Mark slapped her again, and she came around, not all the way, but enough to remember where she was. Mark jammed his hand in her pocket and pulled out the pill bottle, flipping the cap away.

She thought she was supposed to do something, but all she could think about was the lurid home movie Briggs had made, and how they’d all staged a murder scene.

What a weird fucking research project. Pretend to kill somebody so Briggs could measure their neurochemical activity
.

Mark shoved the pill in her mouth and ordered her to swallow it.

Mark was right about the pain, so maybe he was right about this.

She swallowed, and he held her as she glanced at the cage.

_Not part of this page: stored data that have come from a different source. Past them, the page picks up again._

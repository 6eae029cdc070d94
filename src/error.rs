use thiserror::Error;

use crate::types::PageNumber;

/// Per-page failure. Never leaves the worker that produced it.
#[derive(Error, Debug, Clone, PartialEq, Eq)]
pub enum PageError {
    #[error("page {page}: fetch failed: {reason}")]
    FetchFailed { page: PageNumber, reason: String },

    #[error("page {page}: redirected with status {status}, session cookie is probably expired")]
    StaleCredentials { page: PageNumber, status: u16 },

    #[error("page {page}: unparsable listing: {reason}")]
    ParseFailed { page: PageNumber, reason: String },
}

#[derive(Error, Debug)]
pub enum StoreError {
    #[error("record store unreachable: {0:#}")]
    Connect(anyhow::Error),

    #[error("record store write failed: {0:#}")]
    Write(anyhow::Error),
}

#[derive(Error, Debug)]
#[error("notification failed: {0:#}")]
pub struct NotifyError(pub anyhow::Error);

#[derive(Error, Debug, PartialEq, Eq)]
pub enum ConfigError {
    #[error("page range is empty: start {start} > end {end}")]
    EmptyPageRange { start: PageNumber, end: PageNumber },

    #[error("concurrency must be at least 1")]
    ZeroConcurrency,

    #[error("{name} must contain the `{placeholder}` placeholder")]
    MissingPlaceholder {
        name: &'static str,
        placeholder: &'static str,
    },

    #[error("{name} is not a valid url: {reason}")]
    InvalidUrl { name: &'static str, reason: String },

    #[error("{0} is required for the selected record store")]
    MissingSetting(&'static str),
}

Briggs stood behind Wendy, who looked lost in another world, or in some twisted fantasy Briggs might have planted.

On some of the smaller video monitors, shapes moved and flitted.

More people?

“It’s okay, honey,” Mark whispered, holding her close. “It hurts, but it’s okay. It’s up to you now.”

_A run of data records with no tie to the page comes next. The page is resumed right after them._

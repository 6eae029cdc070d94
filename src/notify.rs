use std::fmt::Write as _;
use std::time::Duration;

use anyhow::{Context, anyhow};
use async_trait::async_trait;
use serde_json::json;
use url::Url;

use crate::error::NotifyError;
use crate::types::NewRecord;

pub const DEFAULT_CAP: usize = 10;

/// Best-effort outbound message. Callers log failures and move on.
#[async_trait]
pub trait Notifier: Send + Sync {
    async fn send(&self, text: &str) -> Result<(), NotifyError>;
}

/// Slack-style incoming webhook.
pub struct SlackNotifier {
    client: reqwest::Client,
    webhook: Url,
}

impl SlackNotifier {
    pub fn new(webhook: Url) -> anyhow::Result<Self> {
        let client = reqwest::Client::builder()
            .timeout(Duration::from_secs(15))
            .build()
            .context("building webhook client")?;
        Ok(Self { client, webhook })
    }
}

#[async_trait]
impl Notifier for SlackNotifier {
    async fn send(&self, text: &str) -> Result<(), NotifyError> {
        let rsp = self
            .client
            .post(self.webhook.clone())
            .json(&json!({ "text": text }))
            .send()
            .await
            .map_err(|e| NotifyError(anyhow!(e).context("posting to webhook")))?;

        let status = rsp.status();
        if !status.is_success() {
            let body = rsp.text().await.unwrap_or_default();
            return Err(NotifyError(anyhow!("webhook answered {status}: {body}")));
        }
        Ok(())
    }
}

/// Count heading plus at most `cap` entries, then "...and N more".
pub fn summary_message(records: &[NewRecord], cap: usize) -> String {
    let mut text = format!(
        "🚨 *{} new site{} without a seller* 🚨\n\n",
        records.len(),
        if records.len() == 1 { "" } else { "s" }
    );
    for r in records.iter().take(cap) {
        let _ = writeln!(text, "• *{}* ({}) — {}", r.display_url, r.identifier, r.detail_link);
    }
    if records.len() > cap {
        let _ = write!(text, "...and {} more", records.len() - cap);
    }
    text
}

“Turn on the goddamned lights and open the door,” Roland said. “Nobody else move.”

He held Kleingarten’s gun in his fist, and Alexis wished she’d killed him while she had the chance.

CHAPTER FORTY
 

Roland was sick of these fuckers.

He didn’t know how many bullets the gun held, but he figured there were plenty enough for all.

He remembered everything now. Especially how that bitch Alexis had made him take the pills. Telling him forgetting was a
good
thing.

No, he’d rather feel alive, even if the truth hurt.

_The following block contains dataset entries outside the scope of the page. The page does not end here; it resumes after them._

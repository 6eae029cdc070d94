use serde::Serialize;

pub type PageNumber = u32;

/// A listing row whose seller cell was empty.
#[derive(Debug, Clone, PartialEq, Eq, Serialize)]
pub struct CandidateRecord {
    pub identifier: String,
    pub display_url: String,
}

impl CandidateRecord {
    pub fn new(identifier: impl Into<String>, display_url: impl Into<String>) -> Self {
        Self {
            identifier: identifier.into(),
            display_url: display_url.into(),
        }
    }
}

/// A candidate that survived reconciliation. `identifier` is canonical.
#[derive(Debug, Clone, PartialEq, Eq, Serialize)]
pub struct NewRecord {
    pub identifier: String,
    pub display_url: String,
    pub detail_link: String,
}

/// One data row of the record store, header excluded.
#[derive(Debug, Clone, Default, PartialEq, Eq)]
pub struct StoredRow {
    pub identifier: String,
    pub display_url: String,
    pub detail_link: String,
    pub found_at: Option<String>,
}

impl StoredRow {
    pub fn from_cells<S: AsRef<str>>(cells: &[S]) -> Self {
        let cell = |i: usize| {
            cells
                .get(i)
                .map(|c| c.as_ref().trim().to_string())
                .unwrap_or_default()
        };
        let found_at = cell(3);
        Self {
            identifier: cell(0),
            display_url: cell(1),
            detail_link: cell(2),
            found_at: (!found_at.is_empty()).then_some(found_at),
        }
    }

    /// Cells padded or cut to `width` columns.
    pub fn to_cells(&self, width: usize) -> Vec<String> {
        let mut cells = vec![
            self.identifier.clone(),
            self.display_url.clone(),
            self.detail_link.clone(),
        ];
        if width > 3 {
            cells.push(self.found_at.clone().unwrap_or_default());
        }
        cells.resize(width, String::new());
        cells
    }

    pub fn is_blank(&self) -> bool {
        self.identifier.is_empty() && self.display_url.is_empty() && self.detail_link.is_empty()
    }
}

impl From<&NewRecord> for StoredRow {
    fn from(record: &NewRecord) -> Self {
        Self {
            identifier: record.identifier.clone(),
            display_url: record.display_url.clone(),
            detail_link: record.detail_link.clone(),
            found_at: None,
        }
    }
}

“Do it!” he yelled at Briggs. “I’m not like your other monkeys. I don’t jump every time you slip them the banana.”

“Easy, Roland,” Briggs said, and Roland was pleased the doctor sounded a little scared. The smug bastard’s cool was only an inch deep, about as far as his shriveled little pecker could penetrate.

Roland’s finger tightened around the trigger as Wendy moaned, oblivious to everything. The sight of her sweat-slick skin confused him, and he didn’t like confusion. No, he was a fucking monkey with a hard-on for revenge.

Roland fired, and Briggs’s computer exploded.

“My data!” Briggs yelled.

“Open!” Roland roared as the report echoed off the concrete walls.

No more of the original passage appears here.